During this period, Lancaster also had the wisdom to opt out of the studio grind, forming his own production company with agent Henry Hecht. In this capacity he was to produce several notable films, including the academy-award winning Marty (1955).
Lancaster won his sole acting Oscar in 1960 for his powerful portrayal of a conman evangelist in Elmer Gantry, a film which completed his transition from celluloid hunk to thinking actor. Subsequent performances in Judgment at Nuremberg (1961) and Birdman of Alcatraz (1962) established him as the premier male lead of the early 1960s, an actor who could satisfy the public’s desire for rugged good looks while at the same time pleasing the critics. Lancaster’s most mature performance came when he took on the challenge of portraying the wistful Sicilian prince in Visconti’s The Leopard (1963). Several commentators had ranked this as one of the greatest acting turns of all time.

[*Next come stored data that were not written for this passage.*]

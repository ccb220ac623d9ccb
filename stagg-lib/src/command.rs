use crate::constants::{
    COUNTER_SUBMODE_ONCE, HOLD_TIME_MAX_MINUTES, SCHEDULE_TEMP_OFF, TARGET_TEMP_MAX_C,
};
use crate::frame::RawFrame;
use crate::state::ScheduleMode;

/// A single field-level mutation of the configuration frame.
#[derive(Debug, Clone, Copy, PartialEq)]
pub enum FieldEdit {
    /// Target temperature in Celsius, clamped to [0, 100]
    TargetTemperature(f32),
    /// Hold time in minutes, clamped to [0, 60]
    HoldTime(u8),
    /// Schedule configuration. Hour and minute are written as given; callers
    /// must supply valid ranges.
    Schedule {
        mode: ScheduleMode,
        hour: u8,
        minute: u8,
        temperature_celsius: f32,
    },
}

/// Apply an edit to a copy of `base` and return the resulting frame.
///
/// Copy-forward semantics: every byte not implicated by the edit passes
/// through unchanged, including the counter. The one exception is the
/// schedule submode bit, which the wire format aliases onto counter bit 0x08;
/// a schedule edit writes that bit here, and the sequencer's generic counter
/// advance is applied on top of it afterwards.
pub fn encode(base: &RawFrame, edit: &FieldEdit) -> RawFrame {
    let mut next = *base;
    match *edit {
        FieldEdit::TargetTemperature(celsius) => {
            let clamped = celsius.clamp(0.0, TARGET_TEMP_MAX_C);
            next.set_target_half_degrees((clamped * 2.0).round() as u8);
        }
        FieldEdit::HoldTime(minutes) => {
            next.hold_time = minutes.min(HOLD_TIME_MAX_MINUTES);
        }
        FieldEdit::Schedule {
            mode,
            hour,
            minute,
            temperature_celsius,
        } => {
            let mut status = base.status();
            match mode {
                ScheduleMode::Off => {
                    status.set_schedule_enabled(false);
                    next.set_schedule_half_degrees(SCHEDULE_TEMP_OFF);
                    next.schedule_hours = 0;
                    next.schedule_minutes = 0;
                }
                ScheduleMode::Once | ScheduleMode::Daily => {
                    status.set_schedule_enabled(true);
                    next.set_schedule_half_degrees((temperature_celsius * 2.0).round() as u8);
                    next.schedule_hours = hour;
                    next.schedule_minutes = minute;
                    if mode == ScheduleMode::Once {
                        next.counter |= COUNTER_SUBMODE_ONCE;
                    } else {
                        next.counter &= !COUNTER_SUBMODE_ONCE;
                    }
                }
            }
            next.set_status(status);
        }
    }
    next
}
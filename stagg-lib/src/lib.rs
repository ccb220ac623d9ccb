pub mod ble;
pub mod command;
pub mod constants;
pub mod error;
pub mod frame;
pub mod session;
pub mod state;
pub mod transport;

#[cfg(test)]
mod tests;

// Re-export the session and state types for easy access
pub use command::FieldEdit;
pub use error::{DecodeError, KettleError, TransportError, WriteError};
pub use frame::RawFrame;
pub use session::{CounterPolicy, Kettle};
pub use state::{KettleState, Schedule, ScheduleMode, Units};
pub use transport::Transport;
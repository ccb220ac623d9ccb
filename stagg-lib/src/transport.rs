use crate::error::TransportError;
use bytes::Bytes;
use tokio::sync::mpsc;

/// Byte pipe to the main configuration characteristic.
///
/// The session only needs "bytes in, bytes out" from its collaborator: a
/// direct read, an acknowledged write, and a notification stream. Service
/// discovery, pairing and reconnect policy all live behind this seam.
pub trait Transport {
    /// Read the current characteristic value.
    fn read(&self) -> impl Future<Output = Result<Bytes, TransportError>> + Send;

    /// Write a frame and wait for the device to acknowledge it. The counter
    /// protocol is only meaningful with acknowledged writes.
    fn write(&self, frame: &[u8]) -> impl Future<Output = Result<(), TransportError>> + Send;

    /// Subscribe to unsolicited value notifications.
    fn subscribe(
        &self,
    ) -> impl Future<Output = Result<mpsc::Receiver<Bytes>, TransportError>> + Send;
}
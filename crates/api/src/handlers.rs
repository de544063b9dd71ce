// Copyright (C) 2026 The Volley Stats Contributors
// Use of this source code is governed by an MIT-style
// license that can be found in the LICENSE file or at
// https://opensource.org/licenses/MIT.

//! Boundary operations over the store and the match session.
//!
//! Session-changing operations plan their transition with `apply` first,
//! persist, and only then replace the caller's session. A failed write
//! leaves the session untouched.

use std::str::FromStr;
use tracing::{debug, error, info, warn};
use volley_stats::{Command, MatchSession, TransitionResult, apply, prepare_action};
use volley_stats_domain::{
    ActionCategory, Executor, GameSet, Match, NewAction, Player, PointDetail, Position,
    RecordedAction, ResultCode, Score, Team, tally_score, validate_player_fields,
    validate_player_unique, validate_team_name,
};
use volley_stats_persistence::{ActionHistoryEntry, MatchSummary, Persistence};

use crate::error::{
    ApiError, translate_core_error, translate_domain_error, translate_persistence_error,
};
use crate::request_response::{
    AddPlayerRequest, CreateTeamRequest, ListPlayersResponse, ListTeamsResponse,
    RecordActionRequest, RecordActionResponse, RecordOutcome, ScoreboardResponse,
    StartMatchRequest, StartMatchResponse, UpdateActionRequest, UpdatePlayerRequest,
};

fn parse_position(value: Option<&str>) -> Result<Option<Position>, ApiError> {
    value
        .map(Position::from_str)
        .transpose()
        .map_err(translate_domain_error)
}

fn parse_result(
    category: ActionCategory,
    value: Option<&str>,
) -> Result<Option<ResultCode>, ApiError> {
    value
        .map(|text| ResultCode::parse(category, text))
        .transpose()
        .map_err(translate_domain_error)
}

// ============================================================================
// Roster
// ============================================================================

/// Creates a team.
///
/// # Errors
///
/// Returns an error if:
/// - The name is empty
/// - A team with this name already exists
pub fn create_team(
    persistence: &mut Persistence,
    request: &CreateTeamRequest,
) -> Result<Team, ApiError> {
    validate_team_name(&request.name).map_err(translate_domain_error)?;
    let name: &str = request.name.trim();

    if persistence
        .find_team_by_name(name)
        .map_err(translate_persistence_error)?
        .is_some()
    {
        return Err(ApiError::DomainRuleViolation {
            rule: String::from("unique_team_name"),
            message: format!("A team named '{name}' already exists"),
        });
    }

    let team_id: i64 = persistence
        .create_team(name)
        .map_err(translate_persistence_error)?;
    info!(team_id, name, "Created team");

    Ok(Team::new(team_id, name))
}

/// Lists all teams ordered by name.
///
/// # Errors
///
/// Returns an error if the store cannot be read.
pub fn list_teams(persistence: &mut Persistence) -> Result<ListTeamsResponse, ApiError> {
    let teams: Vec<Team> = persistence
        .list_teams()
        .map_err(translate_persistence_error)?;
    Ok(ListTeamsResponse { teams })
}

/// Adds a player to the roster.
///
/// Names and jersey numbers are unique across all rostered players.
///
/// # Returns
///
/// The new player's id.
///
/// # Errors
///
/// Returns an error if:
/// - The name is empty or the jersey number is out of range
/// - The position is not recognized
/// - Another player has the same name or jersey number
/// - The team does not exist
pub fn add_player(
    persistence: &mut Persistence,
    request: &AddPlayerRequest,
) -> Result<i64, ApiError> {
    let position: Option<Position> = parse_position(request.position.as_deref())?;
    let player: Player = Player::new(
        &request.name,
        request.jersey_number,
        position,
        request.team_id,
    );
    validate_player_fields(&player).map_err(translate_domain_error)?;

    let roster: Vec<Player> = persistence
        .list_players()
        .map_err(translate_persistence_error)?;
    validate_player_unique(&player, &roster).map_err(translate_domain_error)?;

    if let Some(team_id) = player.team_id {
        persistence
            .get_team(team_id)
            .map_err(translate_persistence_error)?;
    }

    let player_id: i64 = persistence
        .insert_player(&player)
        .map_err(translate_persistence_error)?;
    info!(player_id, name = %player.name, "Added player");

    Ok(player_id)
}

/// Edits a player's name, jersey number and position.
///
/// # Errors
///
/// Returns an error if the player does not exist or the new values fail
/// validation. Keeping the player's own name and number is accepted.
pub fn try_update_player(
    persistence: &mut Persistence,
    request: &UpdatePlayerRequest,
) -> Result<(), ApiError> {
    let position: Option<Position> = parse_position(request.position.as_deref())?;
    let existing: Player = persistence
        .get_player(request.player_id)
        .map_err(translate_persistence_error)?;

    let player: Player = Player::with_id(
        request.player_id,
        &request.name,
        request.jersey_number,
        position,
        existing.team_id,
    );
    validate_player_fields(&player).map_err(translate_domain_error)?;

    let roster: Vec<Player> = persistence
        .list_players()
        .map_err(translate_persistence_error)?;
    validate_player_unique(&player, &roster).map_err(translate_domain_error)?;

    persistence
        .update_player(
            request.player_id,
            &player.name,
            player.jersey_number,
            player.position,
        )
        .map_err(translate_persistence_error)?;
    info!(player_id = request.player_id, "Updated player");

    Ok(())
}

/// Edits a player, reporting success as a boolean.
///
/// Failures are logged.
pub fn update_player(persistence: &mut Persistence, request: &UpdatePlayerRequest) -> bool {
    match try_update_player(persistence, request) {
        Ok(()) => true,
        Err(err) => {
            warn!(player_id = request.player_id, error = %err, "Player update rejected");
            false
        }
    }
}

/// Assigns a player to a team, or removes the assignment with `None`.
///
/// # Errors
///
/// Returns an error if the player or team does not exist.
pub fn assign_player_to_team(
    persistence: &mut Persistence,
    player_id: i64,
    team_id: Option<i64>,
) -> Result<(), ApiError> {
    if let Some(team_id) = team_id {
        persistence
            .get_team(team_id)
            .map_err(translate_persistence_error)?;
    }
    persistence
        .assign_player_team(player_id, team_id)
        .map_err(translate_persistence_error)?;
    info!(player_id, ?team_id, "Assigned player to team");
    Ok(())
}

/// Lists every rostered player.
///
/// # Errors
///
/// Returns an error if the store cannot be read.
pub fn list_players(persistence: &mut Persistence) -> Result<ListPlayersResponse, ApiError> {
    let players: Vec<Player> = persistence
        .list_players()
        .map_err(translate_persistence_error)?;
    Ok(ListPlayersResponse { players })
}

/// Lists the players of one team.
///
/// # Errors
///
/// Returns an error if the team does not exist.
pub fn team_players(
    persistence: &mut Persistence,
    team_id: i64,
) -> Result<ListPlayersResponse, ApiError> {
    persistence
        .get_team(team_id)
        .map_err(translate_persistence_error)?;
    let players: Vec<Player> = persistence
        .list_team_players(team_id)
        .map_err(translate_persistence_error)?;
    Ok(ListPlayersResponse { players })
}

// ============================================================================
// Match and set lifecycle
// ============================================================================

fn roster_ids(persistence: &mut Persistence, team_id: i64) -> Result<Vec<i64>, ApiError> {
    Ok(persistence
        .list_team_players(team_id)
        .map_err(translate_persistence_error)?
        .into_iter()
        .filter_map(|player| player.player_id)
        .collect())
}

fn open_match(
    session: &mut MatchSession,
    match_id: i64,
    home_team_id: i64,
    current_set: GameSet,
    active_player_ids: Vec<i64>,
) -> Result<(), ApiError> {
    let transition: TransitionResult = apply(
        session,
        Command::OpenMatch {
            match_id,
            home_team_id,
            current_set,
            active_player_ids,
        },
    )
    .map_err(translate_core_error)?;
    *session = transition.new_session;
    Ok(())
}

/// Starts a match against a named opponent and opens set 1.
///
/// An unknown opponent is created as a placeholder team; a known name
/// reuses the existing team.
///
/// # Errors
///
/// Returns an error if:
/// - Our team does not exist
/// - The opponent name is empty or names our own team
/// - The store rejects the match
pub fn start_match(
    persistence: &mut Persistence,
    session: &mut MatchSession,
    request: &StartMatchRequest,
) -> Result<StartMatchResponse, ApiError> {
    let own_team: Team = persistence
        .get_team(request.own_team_id)
        .map_err(translate_persistence_error)?;
    validate_team_name(&request.opponent_name).map_err(translate_domain_error)?;
    let opponent_name: &str = request.opponent_name.trim();

    let opponent_team_id: i64 = match persistence
        .find_team_by_name(opponent_name)
        .map_err(translate_persistence_error)?
    {
        Some(team) if team.team_id == own_team.team_id => {
            return Err(ApiError::DomainRuleViolation {
                rule: String::from("distinct_teams"),
                message: format!("'{opponent_name}' cannot play against itself"),
            });
        }
        Some(team) => team.team_id,
        None => {
            let team_id: i64 = persistence
                .create_team(opponent_name)
                .map_err(translate_persistence_error)?;
            info!(team_id, name = opponent_name, "Created opponent team");
            team_id
        }
    };

    let (match_id, first_set) = persistence
        .create_match(own_team.team_id, opponent_team_id)
        .map_err(translate_persistence_error)?;
    let active_player_ids: Vec<i64> = roster_ids(persistence, own_team.team_id)?;

    open_match(
        session,
        match_id,
        own_team.team_id,
        first_set,
        active_player_ids,
    )?;
    info!(
        match_id,
        home = %own_team.name,
        guest = opponent_name,
        "Match started"
    );

    Ok(StartMatchResponse {
        match_id,
        opponent_team_id,
        first_set,
    })
}

/// Re-opens a stored match in the session.
///
/// The latest set becomes current; a match without sets gets set 1. The
/// active roster is the home team's current players.
///
/// # Errors
///
/// Returns an error if the match does not exist or set 1 cannot be created.
pub fn load_match_context(
    persistence: &mut Persistence,
    session: &mut MatchSession,
    match_id: i64,
) -> Result<GameSet, ApiError> {
    let stored: Match = persistence
        .get_match(match_id)
        .map_err(translate_persistence_error)?;

    let current_set: GameSet = match persistence
        .latest_match_set(match_id)
        .map_err(translate_persistence_error)?
    {
        Some(set) => set,
        None => persistence
            .create_next_set(match_id)
            .map_err(translate_persistence_error)?,
    };
    let active_player_ids: Vec<i64> = roster_ids(persistence, stored.home_team_id)?;

    open_match(
        session,
        match_id,
        stored.home_team_id,
        current_set,
        active_player_ids,
    )?;
    debug!(
        match_id,
        set_number = current_set.set_number,
        score = %current_set.score,
        "Loaded match context"
    );

    Ok(current_set)
}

The next 10 years were perhaps more notable for the roles Lancaster turned down than for those he accepted. He rejected the lead in Patten to earn his rent in Airport, a film he publicly judged to be ‘junk’. Even more amazingly, he also refused to be considered for the title role in The Godfather. For the first time in his career, Lancaster had lost his nose for the right move. Like his contemporaries Kirk Douglas and Tony Curtis, he seemed destined to become another wrinkling superstar condemned to cameo hell. Remarkably, however, he managed to stage a comeback as he approached his 70th year with his deeply-felt portrayal of an ageing Mafia hood in Louis Malle’s Atlantic City (1980). Three years later he was to score again as the melancholy oil billionaire in Bill Forsythe’s magical Local Hero. Indeed, Lancaster’s performance in Field of Dreams (1989) as an aged baseball player who gets another chance to play served as a fitting coda for an actor who was able to keep on having his turns at the plate.
One of the hallmarks of Lancaster’s professionalism and generosity as an actor was his unrivalled record of providing co-stars with Oscars, from Shirley Booth to Anna Magnani, from Frank Sinatra to David Niven.
His own four nominations spanned 30 years, from From Here to Eternity to Atlantic City – the fact that he lost out for that latter film to a feeble Henry Fonda can be put down to Hollywood’s indulgence for maudlin sentiment. Not that it matters. While most actors would be happy to seem ageless as they hit the twilight years, it was Burt Lancaster’s special grace always to seem full of the ages.